Ele se referia da festa de aniversário da cidade, que era praticamente o maior evento que a cidade de apenas oito mil habitantes tinha.
- Eu sei... vou dar um jeito. - Respondi firme, mesmo que dentro de mim não houvesse certeza alguma.
- Promete?
- Claro, amor.
- Estou te esperando. Te amo. - Senti um nó na garganta. Eu o amava é claro, mas a tensão de deixa-lo na mão me incomodava demais.
- Também - respondo com a voz fraca antes de desligar o celular.
O alarme anunciando a parte da tarde tocou me acordando dos pensamentos. Sempre soube que ter um relacionamento com mais de 900 km de distância iria ser difícil. Eu busquei isso, agora precisava me organizar para dar um jeito. Era imprescindível que eu estivesse lá no sábado à noite, isso significaria que eu teria que sair daqui sexta de manhã, fazendo com que eu perdesse todas as aulas da tarde. Como eu iria perder todas as aulas da tarde? Seu eu fosse de avião até a capital do estado e depois pegasse um ônibus provavelmente economizaria quase 10 horas. Porém passagens de avião definitivamente não cabem no meu bolso.
O que eu ia fazer? Não dava para furar novamente.

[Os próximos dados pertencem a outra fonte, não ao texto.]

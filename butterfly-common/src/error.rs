//! Error taxonomy shared by the tile store, cache, and shortcut code
//!
//! `Error` is `Clone` because a single tile load result is handed to every
//! caller that was waiting on the same tile; I/O errors are kept behind an
//! `Arc` for that reason.

use std::io;
use std::sync::Arc;

use thiserror::Error as ThisError;

use crate::graph_id::GraphId;

/// Main error type for tile graph operations
#[derive(Debug, Clone, ThisError)]
pub enum Error {
    /// The backing store has no data for this tile
    #[error("tile {0} not found")]
    NotFound(GraphId),

    /// Corrupt, truncated, or version-mismatched tile bytes, or
    /// inconsistent build output
    #[error("format error: {0}")]
    Format(String),

    /// Caller passed an id that does not fit the data (wrong kind of edge,
    /// slot out of range)
    #[error("invalid argument: {0}")]
    InvalidArgument(String),

    /// A configured limit cannot hold the working set
    #[error("resource exhausted: {0}")]
    ResourceExhausted(String),

    /// Invalid configuration file or values
    #[error("configuration error: {0}")]
    Config(String),

    /// Any other I/O failure from the backing store
    #[error("I/O error: {0}")]
    Io(Arc<io::Error>),
}

impl Error {
    /// Convenience constructor used by decoders
    pub fn format(msg: impl Into<String>) -> Self {
        Error::Format(msg.into())
    }

    /// Map an I/O error for a specific tile, turning a missing file into
    /// `NotFound`
    pub fn from_tile_io(tile: GraphId, err: io::Error) -> Self {
        if err.kind() == io::ErrorKind::NotFound {
            Error::NotFound(tile.tile_base())
        } else {
            Error::Io(Arc::new(err))
        }
    }

    pub fn is_not_found(&self) -> bool {
        matches!(self, Error::NotFound(_))
    }

    pub fn is_format(&self) -> bool {
        matches!(self, Error::Format(_))
    }
}

impl From<io::Error> for Error {
    fn from(err: io::Error) -> Self {
        Error::Io(Arc::new(err))
    }
}

/// Convenience result type for tile graph operations
pub type Result<T> = std::result::Result<T, Error>;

Meu telefone começou vibrar novamente. Mãe. Era só o que me faltava. Me veio à cabeça não atender, mas eu já havia recusado tantas vezes que é bem possível que daqui a pouco ela aparecesse lá só para verificar se eu estava viva.
- Alô - tentei falar de uma maneira que não transpasse minha tensão
- Filha, finalmente consegui falar com você - disse aliviada - mandei para você umas opções de vestido para a festa da tata.
- Você não vai comprar nenhum vestido, não é mãe?
- Claro que não menina, tá achando que eu sou rica? - ela perguntou de uma maneira que me fez dar uma leve risada - Sua vó vai fazer.
- Vai fazer uma mulher de quase 80 costurar?
- Ela que se ofereceu.
- E você por bom senso tinha que ter negado. - disse como se fosse óbvio
- Amanda, por favor, só escolhe um modelo. Ela não tem muito tempo.
Senti algo travar na garganta. Fazer a minha vó idosa costurar algo que eu nem sabia se iria me pareceu completamente errado. No entanto, se eu não fosse não sei como meu relacionamento ia se sustentar, e eu não estava falando do meu relacionamento do Pedro.
Era completamente assustador a ideia de voltar.